Cholecysto - Duodeno - Colic Fistula : Report of One Case.
- Author:
Chan Sup SHIM
;
Joon Seong LEE
;
Moon Sung LEE
;
Joo Young CHO
;
Young Deok CHO
;
Young Hong LEE
;
Hyung Keun BONG
;
Jin Oh KIM
;
Yun Soo KIM
;
Seong Gyu HWANG
;
Joo Ho HWANG
- Publication Type:Case Report
- Keywords:
Cholecysto - enteric fistula;
Cholecysto - duodeno - colic fistula
- MeSH:
Abdomen;
Aged;
Barium;
Biliary Tract;
Catheterization;
Colic*;
Colonoscopy;
Diagnosis;
Dyspepsia;
Fistula*;
Gallstones;
Humans;
Nausea;
Peptic Ulcer;
Vomiting
- From:Korean Journal of Gastrointestinal Endoscopy
1996;16(5):801-806
- CountryRepublic of Korea
- Language:Korean
-
Abstract:
Biliary-enteric fistula is in 0.5% to 5% of patients undergoing biliary tract surgery. The most common cause of biliary-enteric fistula is gallstones and their complications, Much less common causes are complieation of peptic ulcer, malignancy, trauma, and rarely, Crohns, disease. The most common type of biliary-enteric fistula is cholecysto-duadenal. Cholecysto-colic, cholecysto-gastric, and choledocho-duodenal fistula are reported much less frequently. The combination of cholecysto-duodenal fistula with cholecysto-colic fistula is a very rare.
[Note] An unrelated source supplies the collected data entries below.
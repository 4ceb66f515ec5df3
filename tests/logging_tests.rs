//! Unit tests for the logging functionality in the `servo-serial` crate.

use servo_serial::logging::{init_logger, log_debug, log_error, log_frame_hex, log_info, log_warn};

/// Tests that the logging helpers do not panic, before or after init.
#[test]
fn test_logging() {
    log_error("This is an error message");
    log_warn("This is a warning message");
    log_info("This is an info message");
    log_debug("This is a debug message");
    log_frame_hex("tx", "/dev/ttyUSB0", &[0xFF, 0xFF, 0x01, 0x02, 0x01, 0xFB]);
}

/// Tests that the logger can be initialized repeatedly.
#[test]
fn test_init_logger() {
    init_logger();
    init_logger();
    log_frame_hex("rx", "/dev/ttyUSB0", &[]);
}
//! # Utility Modules
//!
//! Common helpers used throughout the servo-serial crate.

pub mod hex;

pub use hex::{encode_hex, format_hex_compact, parse_hex_lenient, pretty_hex, HexError};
Symptoms are generally nonspecific, so diagnosis has depended on plain film of abdomen and barium studies. Recently, endoscopic examination and cannulation of the fistula for precise radiographic delineation will help to make a diagnosis. A 78-year-old man was admitted our hospital because of epigastric discomfort, indigestion, nausea and vomiting for 10 days. He was confirmed as cholecysto-duodeno-colic fistula by gastroduodenoscopy, colonoscopy, and endoscopic cholangio-graphic techniques. So, we report a case of cholecysto-duodeno-colic fistula of the patient with a review of relevant literatures.